Bekanntschaft mit Frisch und Brecht
Es brauchte aber eine Stadt wie Zürich, wo Besson Romanistik studierte und am Schauspielhaus als Assistent arbeitete, um mit der internationalen Literatur- und Theaterszene in Kontakt zu kommen. In Zürich lernte Besson Max Frisch kennen, der mit seiner Schwester Madeleine liiert war. Und als 1947 Bertolt Brecht aus den USA, wo er als Sozialist vertrieben worden war, in die Schweiz kam, suchte Besson sofort den Kontakt. Er half dem Deutschen, eine Wohnung am Zürichsee zu finden, und scharte eine Gruppe von Künstlern und Intellektuellen um den Theater-Guru. Schliesslich überzeugte er Brecht von seiner eigenen Kompetenz.
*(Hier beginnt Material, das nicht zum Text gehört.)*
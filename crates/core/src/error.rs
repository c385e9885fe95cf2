//! Error types for cqldump
//!
//! This module defines the single error type shared by every crate in the
//! workspace. We use `thiserror` for automatic `Display` and `Error` trait
//! implementations.
//!
//! Every error aborts the operation that raised it: there is no per-row or
//! per-statement continue-on-error mode. [`ErrorCategory`] tells the hosting
//! process which exit code family an error belongs to.

use std::io;
use thiserror::Error;

/// Result type alias for cqldump operations
pub type Result<T> = std::result::Result<T, Error>;

/// Error types for export, import and cluster access
#[derive(Debug, Error)]
pub enum Error {
    /// Caller-validated misuse, detected before any cluster interaction
    #[error("configuration error: {reason}")]
    Configuration {
        /// What is wrong with the configuration
        reason: String,
    },

    /// A referenced keyspace does not exist in the cluster metadata
    #[error("can't find keyspace {keyspace}")]
    KeyspaceNotFound {
        /// Keyspace name as given by the caller
        keyspace: String,
    },

    /// A referenced table does not exist in its keyspace
    #[error("can't find table \"{table}\" in keyspace {keyspace}")]
    TableNotFound {
        /// Keyspace name
        keyspace: String,
        /// Table name as given by the caller
        table: String,
    },

    /// A statement or query failed against the cluster
    #[error("failed to execute `{statement}`: {reason}")]
    Execution {
        /// Statement text, as sent
        statement: String,
        /// Failure description from the session
        reason: String,
    },

    /// The server answered a request with an ERROR frame
    #[error("server error 0x{code:04x}: {message}")]
    Server {
        /// Native protocol error code
        code: i32,
        /// Server-supplied message
        message: String,
    },

    /// Could not establish or keep a connection to the cluster
    #[error("connection error: {0}")]
    Connection(String),

    /// Unexpected or undecodable native protocol data
    #[error("protocol error: {0}")]
    Protocol(String),

    /// A directive in the statement log could not be understood
    #[error("malformed statement log at line {line}: {reason}")]
    MalformedLog {
        /// 1-based line number where the offending statement ends
        line: usize,
        /// What could not be parsed
        reason: String,
    },

    /// A blocking operation was interrupted
    #[error("interrupted: {0}")]
    Interrupted(String),

    /// I/O error (log files, sockets)
    #[error("I/O error: {0}")]
    Io(io::Error),
}

impl From<io::Error> for Error {
    fn from(e: io::Error) -> Self {
        if e.kind() == io::ErrorKind::Interrupted {
            Error::Interrupted(e.to_string())
        } else {
            Error::Io(e)
        }
    }
}

/// Broad error families, used by the host to pick an exit code.
#[derive(Debug, Clone, Copy, PartialEq, Eq, Hash)]
pub enum ErrorCategory {
    /// Bad arguments or unsupported options
    Configuration,
    /// Transport or handshake failure
    Connection,
    /// Interrupted while blocked
    Interrupted,
    /// File I/O or unreadable statement log
    Io,
    /// Missing keyspace or table
    SchemaLookup,
    /// A statement failed on the cluster
    Execution,
}

impl Error {
    /// Build a configuration error
    pub fn configuration(reason: impl Into<String>) -> Self {
        Error::Configuration {
            reason: reason.into(),
        }
    }

    /// Build an execution error for `statement`
    pub fn execution(statement: impl Into<String>, reason: impl Into<String>) -> Self {
        Error::Execution {
            statement: statement.into(),
            reason: reason.into(),
        }
    }

    /// Build an error for an option that exists only to be refused
    pub fn unimplemented(feature: &str) -> Self {
        Error::Configuration {
            reason: format!("UNIMPLEMENTED FEATURE: {}", feature),
        }
    }

    /// The error family this error belongs to
    pub fn category(&self) -> ErrorCategory {
        match self {
            Error::Configuration { .. } => ErrorCategory::Configuration,
            Error::KeyspaceNotFound { .. } | Error::TableNotFound { .. } => {
                ErrorCategory::SchemaLookup
            }
            Error::Execution { .. } | Error::Server { .. } => ErrorCategory::Execution,
            Error::Connection(_) | Error::Protocol(_) => ErrorCategory::Connection,
            Error::Interrupted(_) => ErrorCategory::Interrupted,
            Error::MalformedLog { .. } | Error::Io(_) => ErrorCategory::Io,
        }
    }
}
Als Bertolt Brecht 1949 nach Ostberlin weiterzog, um das Berliner Ensemble zu gründen, war im Tross auch Benno Besson dabei. In Briefen machte er sich lustig über die Angst der Schweizer vor dem roten Terror. Als junger Mann der Kommunistischen Partei beigetreten, neigte er zur Idealisierung ostdeutscher Zustände, obwohl ihn Brecht vor einem «Leben in Trümmern» gewarnt hatte. Besson war begeistert von den Leuten, die sonntags beim Wiederaufbau mithalfen. In den Strassenbahnen schimpften sie lauthals über die Obrigkeit, wenn ihnen etwas nicht passte – offenbar ganz ähnlich wie die demokratischen Schweizer. Besonders Freude hatte der Schweizer an der Volkspolizei, weil er in diesem «lustigen Korps» viele hübsche Frauen entdeckte.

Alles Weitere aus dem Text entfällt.